▶ [Exercise objective] What lines of the data hold the string "EnvFilter"? Pull each one out.

▶ [Stored data]
+++

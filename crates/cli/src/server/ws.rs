//! Websocket feed of fleet events.

use afk_protocol::FleetEvent;
use axum::extract::State;
use axum::extract::ws::{Message, WebSocket, WebSocketUpgrade};
use axum::response::Response;
use futures::{SinkExt, StreamExt};
use tokio_stream::wrappers::BroadcastStream;
use tokio_stream::wrappers::errors::BroadcastStreamRecvError;
use tracing::{debug, info, warn};

use super::AppState;

pub async fn upgrade(ws: WebSocketUpgrade, State(state): State<AppState>) -> Response {
	ws.on_upgrade(move |socket| handle_observer(socket, state))
}

/// Sends the current status of every bot, then forwards events until either
/// side goes away.
async fn handle_observer(socket: WebSocket, state: AppState) {
	// Subscribe before the snapshot so nothing published in between is lost.
	let mut events = BroadcastStream::new(state.fleet.subscribe());
	let (mut ws_tx, mut ws_rx) = socket.split();
	info!(target = "afk.server", "observer connected");

	for status in state.fleet.all_statuses() {
		let event = FleetEvent::Status {
			bot_id: status.id,
			status,
		};
		if send(&mut ws_tx, &event).await.is_err() {
			return;
		}
	}

	loop {
		tokio::select! {
			event = events.next() => match event {
				Some(Ok(event)) => {
					if send(&mut ws_tx, &event).await.is_err() {
						break;
					}
				}
				Some(Err(BroadcastStreamRecvError::Lagged(skipped))) => {
					warn!(target = "afk.server", skipped, "observer lagging, events dropped");
				}
				None => break,
			},
			incoming = ws_rx.next() => match incoming {
				Some(Ok(Message::Close(_))) | None => break,
				Some(Ok(_)) => {}
				Some(Err(err)) => {
					debug!(target = "afk.server", error = %err, "observer websocket error");
					break;
				}
			},
		}
	}

	info!(target = "afk.server", "observer disconnected");
}

async fn send<S>(ws_tx: &mut S, event: &FleetEvent) -> Result<(), ()>
where
	S: SinkExt<Message> + Unpin,
{
	let text = match serde_json::to_string(event) {
		Ok(text) => text,
		Err(err) => {
			warn!(target = "afk.server", error = %err, "failed to encode event");
			return Ok(());
		}
	};
	ws_tx.send(Message::Text(text.into())).await.map_err(|_| ())
}
//! `config.json` for `afk serve` and data directory resolution.

use std::fs;
use std::io::ErrorKind;
use std::path::{Path, PathBuf};
use std::time::Duration;

use afk_runtime::{FleetOptions, IdlePolicy, Timings};
use anyhow::{Context, Result, bail};
use serde::{Deserialize, Serialize};

pub const CONFIG_FILE: &str = "config.json";

/// Server configuration. Every field is optional in the file.
#[derive(Debug, Clone, PartialEq, Serialize, Deserialize)]
#[serde(rename_all = "camelCase", default)]
pub struct ServeConfig {
	pub bind: String,
	pub history_capacity: usize,
	pub reconnect_delay_ms: u64,
	pub restart_delay_ms: u64,
	pub heartbeat_interval_ms: u64,
	pub idle_interval_ms: u64,
	pub jump_pulse_ms: u64,
	pub idle: IdleConfig,
}

#[derive(Debug, Clone, PartialEq, Serialize, Deserialize)]
#[serde(rename_all = "camelCase", default)]
pub struct IdleConfig {
	pub jump_chance: f64,
}

impl Default for IdleConfig {
	fn default() -> Self {
		Self {
			jump_chance: IdlePolicy::default().jump_chance,
		}
	}
}

impl Default for ServeConfig {
	fn default() -> Self {
		let timings = Timings::default();
		Self {
			bind: "127.0.0.1:3000".to_string(),
			history_capacity: afk_runtime::history::DEFAULT_CAPACITY,
			reconnect_delay_ms: millis(timings.reconnect_delay),
			restart_delay_ms: millis(timings.restart_delay),
			heartbeat_interval_ms: millis(timings.heartbeat_interval),
			idle_interval_ms: millis(timings.idle_interval),
			jump_pulse_ms: millis(timings.jump_pulse),
			idle: IdleConfig::default(),
		}
	}
}

fn millis(duration: Duration) -> u64 {
	duration.as_millis().try_into().unwrap_or(u64::MAX)
}

impl ServeConfig {
	/// Loads `<data_dir>/config.json`, falling back to defaults when absent.
	pub fn load(data_dir: &Path) -> Result<Self> {
		let path = data_dir.join(CONFIG_FILE);
		let config: Self = match fs::read_to_string(&path) {
			Ok(content) => serde_json::from_str(&content)
				.with_context(|| format!("Invalid config file: {}", path.display()))?,
			Err(err) if err.kind() == ErrorKind::NotFound => Self::default(),
			Err(err) => {
				return Err(err).with_context(|| format!("Failed to read config file: {}", path.display()));
			}
		};
		config.validate()?;
		Ok(config)
	}

	pub fn validate(&self) -> Result<()> {
		if self.heartbeat_interval_ms == 0 || self.idle_interval_ms == 0 {
			bail!("heartbeatIntervalMs and idleIntervalMs must be greater than zero");
		}
		if !(0.0..=1.0).contains(&self.idle.jump_chance) {
			bail!("idle.jumpChance must be between 0 and 1, got {}", self.idle.jump_chance);
		}
		if self.history_capacity == 0 {
			bail!("historyCapacity must be greater than zero");
		}
		Ok(())
	}

	pub fn fleet_options(&self) -> FleetOptions {
		FleetOptions {
			timings: Timings {
				reconnect_delay: Duration::from_millis(self.reconnect_delay_ms),
				restart_delay: Duration::from_millis(self.restart_delay_ms),
				heartbeat_interval: Duration::from_millis(self.heartbeat_interval_ms),
				idle_interval: Duration::from_millis(self.idle_interval_ms),
				jump_pulse: Duration::from_millis(self.jump_pulse_ms),
			},
			idle_policy: IdlePolicy {
				jump_chance: self.idle.jump_chance,
			},
			history_capacity: self.history_capacity,
			..FleetOptions::default()
		}
	}
}

/// Resolves the data directory.
///
/// Order: explicit flag, `$XDG_DATA_HOME/afk`, `$HOME/.local/share/afk`,
/// then `./afk-data`.
pub fn resolve_data_dir(flag: Option<&Path>) -> PathBuf {
	if let Some(dir) = flag {
		return dir.to_path_buf();
	}
	std::env::var_os("XDG_DATA_HOME")
		.filter(|value| !value.is_empty())
		.map(PathBuf::from)
		.or_else(|| std::env::var_os("HOME").map(|home| PathBuf::from(home).join(".local/share")))
		.map(|base| base.join("afk"))
		.unwrap_or_else(|| PathBuf::from("afk-data"))
}
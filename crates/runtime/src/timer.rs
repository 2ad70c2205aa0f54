//! Cancelable timer handles and the supervisor's timing constants.

use std::time::Duration;

use tokio::task::JoinHandle;
use tokio::time::{self, Instant, MissedTickBehavior};

/// Fixed delays and intervals used by every supervisor.
#[derive(Debug, Clone, Copy, PartialEq, Eq)]
pub struct Timings {
	/// Delay between a session ending and the automatic reconnect.
	pub reconnect_delay: Duration,
	/// Pause between the stop and start halves of a restart.
	pub restart_delay: Duration,
	/// Period of the "Uptime" log while online.
	pub heartbeat_interval: Duration,
	/// Period of the idle loop.
	pub idle_interval: Duration,
	/// How long an idle jump holds the control.
	pub jump_pulse: Duration,
}

impl Default for Timings {
	fn default() -> Self {
		Self {
			reconnect_delay: Duration::from_secs(10),
			restart_delay: Duration::from_secs(2),
			heartbeat_interval: Duration::from_secs(60),
			idle_interval: Duration::from_secs(5),
			jump_pulse: Duration::from_millis(500),
		}
	}
}

/// Owned handle to a spawned timer task. Dropping it cancels the task.
///
/// Each handle carries a token so a firing timer can tell whether it is still
/// the one its owner holds.
#[derive(Debug)]
pub struct TimerHandle {
	token: u64,
	task: Option<JoinHandle<()>>,
}

impl TimerHandle {
	/// Runs `fire` once, `delay` after this call.
	pub fn after<F>(token: u64, delay: Duration, fire: F) -> Self
	where
		F: FnOnce() + Send + 'static,
	{
		let deadline = Instant::now() + delay;
		let task = tokio::spawn(async move {
			time::sleep_until(deadline).await;
			fire();
		});
		Self {
			token,
			task: Some(task),
		}
	}

	/// Runs `tick` every `period`, first one full period after this call.
	///
	/// The loop ends when `tick` returns `false`.
	pub fn every<F>(token: u64, period: Duration, mut tick: F) -> Self
	where
		F: FnMut() -> bool + Send + 'static,
	{
		let mut ticker = time::interval_at(Instant::now() + period, period);
		let task = tokio::spawn(async move {
			ticker.set_missed_tick_behavior(MissedTickBehavior::Delay);
			loop {
				ticker.tick().await;
				if !tick() {
					break;
				}
			}
		});
		Self {
			token,
			task: Some(task),
		}
	}

	/// Wraps an already spawned task.
	pub fn from_task(token: u64, task: JoinHandle<()>) -> Self {
		Self {
			token,
			task: Some(task),
		}
	}

	pub fn token(&self) -> u64 {
		self.token
	}

	/// Releases the handle without cancelling the task.
	///
	/// Used by a timer that is clearing its own slot while it runs.
	pub fn detach(mut self) {
		self.task.take();
	}
}

impl Drop for TimerHandle {
	fn drop(&mut self) {
		if let Some(task) = self.task.take() {
			task.abort();
		}
	}
}
//! Observer events published by supervisors.

use serde::{Deserialize, Serialize};

use crate::ids::BotId;
use crate::log::LogEntry;
use crate::status::StatusSnapshot;

/// Device-code prompt that requires an out-of-band human step.
#[derive(Debug, Clone, PartialEq, Eq, Serialize, Deserialize)]
#[serde(rename_all = "camelCase")]
pub struct AuthChallenge {
	pub user_code: String,
	pub verification_uri: String,
}

/// One event on the observer channel, tagged by `type` on the wire.
#[derive(Debug, Clone, PartialEq, Serialize, Deserialize)]
#[serde(tag = "type", rename_all = "camelCase", rename_all_fields = "camelCase")]
pub enum FleetEvent {
	Status { bot_id: BotId, status: StatusSnapshot },
	Log { bot_id: BotId, entry: LogEntry },
	AuthChallenge { bot_id: BotId, challenge: AuthChallenge },
}

impl FleetEvent {
	pub fn bot_id(&self) -> BotId {
		match self {
			FleetEvent::Status { bot_id, .. }
			| FleetEvent::Log { bot_id, .. }
			| FleetEvent::AuthChallenge { bot_id, .. } => *bot_id,
		}
	}
}
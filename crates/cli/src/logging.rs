use tracing_subscriber::EnvFilter;
use tracing_subscriber::fmt::writer::MakeWriterExt;

pub fn init_logging(verbosity: u8) {
	// 0 = warnings and errors only
	// 1 (-v) = info, including every bot's session log
	// 2+ (-vv) = debug for everything
	let filter = match verbosity {
		0 => "warn",
		1 => "info",
		_ => "debug",
	};

	let env_filter = EnvFilter::try_from_default_env().unwrap_or_else(|_| EnvFilter::new(filter));

	let stderr = std::io::stderr.with_max_level(tracing::Level::TRACE);

	tracing_subscriber::fmt()
		.with_env_filter(env_filter)
		.with_writer(stderr)
		.with_target(true)
		.with_level(true)
		.compact()
		.init();
}
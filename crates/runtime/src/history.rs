//! Bounded, persisted per-session log.

use std::collections::VecDeque;
use std::sync::Arc;

use afk_protocol::{BotId, LogCategory, LogEntry};
use tracing::warn;

use crate::error::StoreError;
use crate::store::{KIND_HISTORY, Store, load_typed, save_typed};

/// Entries kept per session unless configured otherwise.
pub const DEFAULT_CAPACITY: usize = 1000;
/// Entries returned by a history read when the caller gives no count.
pub const DEFAULT_READ_COUNT: usize = 100;

/// Append-only ring buffer of [`LogEntry`]s, written through to the store on
/// every append.
pub struct LogHistory {
	key: String,
	capacity: usize,
	entries: VecDeque<LogEntry>,
	store: Arc<dyn Store>,
}

impl LogHistory {
	/// Restores the history of `id` from the store.
	///
	/// Absent or unreadable history starts empty; corruption is logged.
	pub fn load(id: BotId, capacity: usize, store: Arc<dyn Store>) -> Self {
		let key = id.to_string();
		let capacity = capacity.max(1);
		let mut entries: VecDeque<LogEntry> =
			match load_typed::<Vec<LogEntry>>(store.as_ref(), KIND_HISTORY, &key) {
				Ok(Some(entries)) => entries.into(),
				Ok(None) => VecDeque::new(),
				Err(err) => {
					warn!(target = "afk.store", id = %id, error = %err, "discarding unreadable log history");
					VecDeque::new()
				}
			};
		while entries.len() > capacity {
			entries.pop_front();
		}
		Self {
			key,
			capacity,
			entries,
			store,
		}
	}

	/// Appends a timestamped entry, evicting the oldest past capacity.
	///
	/// The in-memory buffer is updated even if the write fails.
	pub fn append(&mut self, message: impl Into<String>, category: LogCategory) -> (LogEntry, Result<(), StoreError>) {
		let entry = LogEntry::now(message, category);
		self.entries.push_back(entry.clone());
		while self.entries.len() > self.capacity {
			self.entries.pop_front();
		}
		let persisted = self.persist();
		(entry, persisted)
	}

	/// The most recent `count` entries, oldest first.
	pub fn read(&self, count: usize) -> Vec<LogEntry> {
		let skip = self.entries.len().saturating_sub(count);
		self.entries.iter().skip(skip).cloned().collect()
	}

	/// Empties the buffer and removes the durable copy.
	pub fn clear(&mut self) -> Result<(), StoreError> {
		self.entries.clear();
		self.store.delete(KIND_HISTORY, &self.key)
	}

	pub fn len(&self) -> usize {
		self.entries.len()
	}

	pub fn is_empty(&self) -> bool {
		self.entries.is_empty()
	}

	fn persist(&self) -> Result<(), StoreError> {
		save_typed(self.store.as_ref(), KIND_HISTORY, &self.key, &self.entries)
	}
}
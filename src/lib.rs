pub mod engine;
pub mod ladders;
mod misc;
use crate::ladders::{ConfigError, Coord, Heading, Tile};

/// The fixed zigzag traversal of the grid.
///
/// Row 0 runs left to right, row 1 right to left, and so on, so consecutive
/// tiles are always grid neighbours. Built once; the lookup in both directions
/// is a plain table access.
#[derive(Debug, Clone, PartialEq, Eq)]
pub struct Path {
    columns: u8,
    rows: u8,
    coords: Vec<Coord>,
    // Indexed by `row * columns + col`.
    tiles: Vec<Tile>,
}

impl Path {
    pub const CLASSIC_SIZE: u8 = 10;

    pub fn new(columns: u8, rows: u8) -> Result<Self, ConfigError> {
        let len = columns as usize * rows as usize;
        if len < 2 || len > Tile::MAX as usize {
            return Err(ConfigError::GridSize { columns, rows });
        }

        Ok(Self::zigzag(columns, rows))
    }

    /// The 10x10 board.
    pub fn classic() -> Self {
        Self::zigzag(Self::CLASSIC_SIZE, Self::CLASSIC_SIZE)
    }

    fn zigzag(columns: u8, rows: u8) -> Self {
        let len = columns as usize * rows as usize;
        let mut coords = Vec::with_capacity(len);
        let mut tiles = vec![0; len];
        for row in 0..rows {
            for x in 0..columns {
                let col = if row % 2 == 0 { x } else { columns - 1 - x };
                tiles[row as usize * columns as usize + col as usize] = coords.len() as Tile;
                coords.push(Coord::new(col, row));
            }
        }
        Path { columns, rows, coords, tiles }
    }

    pub fn columns(&self) -> u8 {
        self.columns
    }

    pub fn rows(&self) -> u8 {
        self.rows
    }

    /// Number of tiles on the path.
    pub fn len(&self) -> u16 {
        self.coords.len() as u16
    }

    pub fn is_empty(&self) -> bool {
        self.coords.is_empty()
    }

    /// The tile a piece has to reach to win.
    pub fn last_tile(&self) -> Tile {
        self.len() - 1
    }

    pub fn coord_of(&self, tile: Tile) -> Option<Coord> {
        self.coords.get(tile as usize).copied()
    }

    /// Coordinates outside the grid are a configuration fault, never a default tile.
    pub fn tile_of(&self, coord: Coord) -> Result<Tile, ConfigError> {
        if coord.col >= self.columns || coord.row >= self.rows {
            return Err(ConfigError::OffBoard { coord });
        }
        Ok(self.tiles[coord.row as usize * self.columns as usize + coord.col as usize])
    }

    /// The direction of the step that enters `tile`. The first tile faces North.
    pub fn heading(&self, tile: Tile) -> Option<Heading> {
        let to = self.coord_of(tile)?;
        match tile.checked_sub(1).and_then(|prev| self.coord_of(prev)) {
            Some(from) => Heading::between(from, to),
            None => Some(Heading::North),
        }
    }

    pub fn iter(&self) -> impl Iterator<Item = (Tile, Coord)> + '_ {
        self.coords.iter().enumerate().map(|(i, &c)| (i as Tile, c))
    }
}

+++

▶ [Reply to the exercise]
use tracing_subscriber::EnvFilter;
	let env_filter = EnvFilter::try_from_default_env().unwrap_or_else(|_| EnvFilter::new(filter));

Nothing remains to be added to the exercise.